The union said there have been a number of misguided attempts at rescuing them from sexual exploitation by sending in pretend male punters to film practices that may involve nudity and invade their privacy.
United Voices of the World trade representative Shiri Shalmy told talkRADIO’s Matthew Wright: “They have been filmed in a safe place, they’re not supposed to be filmed there and we know that now someone is holding footage of some of our members and strippers across the country, probably naked and they won’t give it back.
“The strippers would argue as feminists themselves they would expect to be asked for their own opinion; these are jobs that they have chosen.
“People come to see a performance, they don’t come to participate in a sexual act as they will go somewhere else for that and we know when legal places are closed this is also where women would go.”

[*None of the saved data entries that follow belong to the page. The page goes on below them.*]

mod test_from_yaml;
mod test_continuity;
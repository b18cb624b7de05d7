//! Helper functions

use std::f64::consts::PI;
use nalgebra::{Isometry3, UnitQuaternion};
use crate::kinematic_traits::{Joints, MTM_JOINTS};

/// Checks the joint values for validity.
pub(crate) mod mtm_kinematics {
    /// Checks if all elements in the slice are finite
    pub fn is_valid(qs: &[f64]) -> bool {
        qs.iter().all(|&q| q.is_finite())
    }
}

/// Allows to specify joint values in degrees (converts to radians)
pub fn as_radians(degrees: [i32; MTM_JOINTS]) -> Joints {
    std::array::from_fn(|i| (degrees[i] as f64).to_radians())
}

/// Print joint values, converting radians to degrees.
pub fn dump_joints(joints: &[f64]) {
    let row: Vec<String> = joints.iter().map(|q| format!("{:5.2}", q.to_degrees())).collect();
    println!("[{}]", row.join(" "));
}

pub fn dump_pose(isometry: &Isometry3<f64>) {
    // Extract translation components
    let translation = isometry.translation.vector;

    // Extract rotation components
    let rotation: UnitQuaternion<f64> = isometry.rotation;

    // Print translation and rotation
    println!(
        "x: {:.5}, y: {:.5}, z: {:.5},  quat: {:.5},{:.5},{:.5},{:.5}",
        translation.x, translation.y, translation.z, rotation.i, rotation.j, rotation.k, rotation.w
    );
}

/// formatting for YAML output
pub(crate) fn deg(x: &f64) -> String {
    if *x == 0.0 {
        return "0".to_string();
    }
    format!("deg({:.4})", x.to_degrees())
}

/// Shifts `angle` by whole turns to the equivalent value closest to `reference`.
pub fn closest_turn(angle: f64, reference: f64) -> f64 {
    let turns = ((reference - angle) / (2.0 * PI)).round();
    angle + turns * 2.0 * PI
}

/// Translation and rotation difference between two poses.
pub fn pose_distance(ta: &Isometry3<f64>, tb: &Isometry3<f64>) -> (f64, f64) {
    let translation_distance = (ta.translation.vector - tb.translation.vector).norm();
    let angular_distance = ta.rotation.angle_to(&tb.rotation);
    (translation_distance, angular_distance)
}

pub fn assert_pose_eq(ta: &Isometry3<f64>, tb: &Isometry3<f64>,
                      distance_tolerance: f64, angular_tolerance: f64) -> bool {
    fn bad(ta: &Isometry3<f64>, tb: &Isometry3<f64>) {
        dump_pose(ta);
        dump_pose(tb);
    }

    let (translation_distance, angular_distance) = pose_distance(ta, tb);

    if translation_distance > distance_tolerance {
        bad(ta, tb);
        panic!("Poses have too different translations: {}", translation_distance);
    }

    if angular_distance > angular_tolerance {
        bad(ta, tb);
        panic!("Poses have too different angles: {}", angular_distance);
    }
    true
}
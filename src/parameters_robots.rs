//! Hardcoded link models for the master tool manipulator

pub mod mtm_kinematics {
    use std::f64::consts::FRAC_PI_2;
    use crate::joint_limits::JointLimit;
    use crate::kinematic_traits::Pose;
    use crate::manipulator::{DhConvention, Link, Manipulator};
    use crate::parameters::mtm_kinematics::{MtmGeometry, MTM_GEOMETRY};

    fn limit(min_degrees: f64, max_degrees: f64) -> JointLimit {
        JointLimit::new(min_degrees.to_radians(), max_degrees.to_radians())
    }

    /// Standard DH links of an MTM with the given geometry. All joints at zero put the upper
    /// arm down, the forearm horizontal along -y and the roll axis along the forearm.
    pub fn mtm_links(geometry: &MtmGeometry) -> Vec<Link> {
        use DhConvention::Standard;
        vec![
            // outer yaw
            Link::new(Standard, FRAC_PI_2, 0.0, 0.0, -FRAC_PI_2, limit(-40.0, 65.0)),
            // shoulder pitch
            Link::new(Standard, 0.0, geometry.upper_arm, 0.0, -FRAC_PI_2, limit(-15.0, 50.0)),
            // elbow pitch
            Link::new(Standard, -FRAC_PI_2, geometry.forearm_base, 0.0, FRAC_PI_2, limit(-30.0, 35.0)),
            // platform
            Link::new(Standard, FRAC_PI_2, 0.0, geometry.forearm_height, 0.0, limit(-200.0, 90.0)),
            // wrist pitch
            Link::new(Standard, -FRAC_PI_2, 0.0, 0.0, 0.0, limit(-90.0, 180.0)),
            // wrist yaw
            Link::new(Standard, FRAC_PI_2, 0.0, 0.0, -FRAC_PI_2, limit(-45.0, 45.0)),
            // wrist roll
            Link::new(Standard, 0.0, 0.0, 0.0, FRAC_PI_2, limit(-450.0, 450.0)),
        ]
    }

    impl Manipulator {
        /// Default MTM, base frame at the world origin.
        pub fn mtm() -> Self {
            Manipulator::new(mtm_links(&MTM_GEOMETRY), Pose::identity())
        }

        /// Default MTM placed at the given base frame.
        pub fn mtm_at(rtw0: Pose) -> Self {
            Manipulator::new(mtm_links(&MTM_GEOMETRY), rtw0)
        }
    }

    impl MtmGeometry {
        /// Reads the geometry back from links laid out as [`mtm_links`] does: upper arm is
        /// the length of link 2, forearm base the length of link 3 and forearm height the
        /// offset of link 4. `None` if there are fewer than 4 links.
        pub fn from_links(links: &[Link]) -> Option<MtmGeometry> {
            match links {
                [_, shoulder, elbow, platform, ..] => Some(MtmGeometry {
                    upper_arm: shoulder.a,
                    forearm_base: elbow.a,
                    forearm_height: platform.d,
                }),
                _ => None,
            }
        }
    }
}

Ms Shalmy added that closing down safe strip clubs with CCTV and more than adequate protection would push women towards un-regulated ones and further into jobs that are more risky and much less safe.
Sassy, a stripper who is using the profession to fund a law degree also told Matthew Wright: “I’ve been dancing for ten years and I’ve really enjoyed it, I work in an excellent job and I’ve travelled the world with them.
“I don’t understand why people are trying to judge me for my life choices and take away my livelihood, especially at a time when I’m funding my education and I’m going to be able to go out and help so many other women and people in the future.
“I am a massive feminist I’ve been blogging about the industry for ten years I’ve seen networks open up all over the world for people who are dancers, into burlesque or pole dancing and who feel that showing off their body whether for fitness money or as an empowering thing for them to do is positive.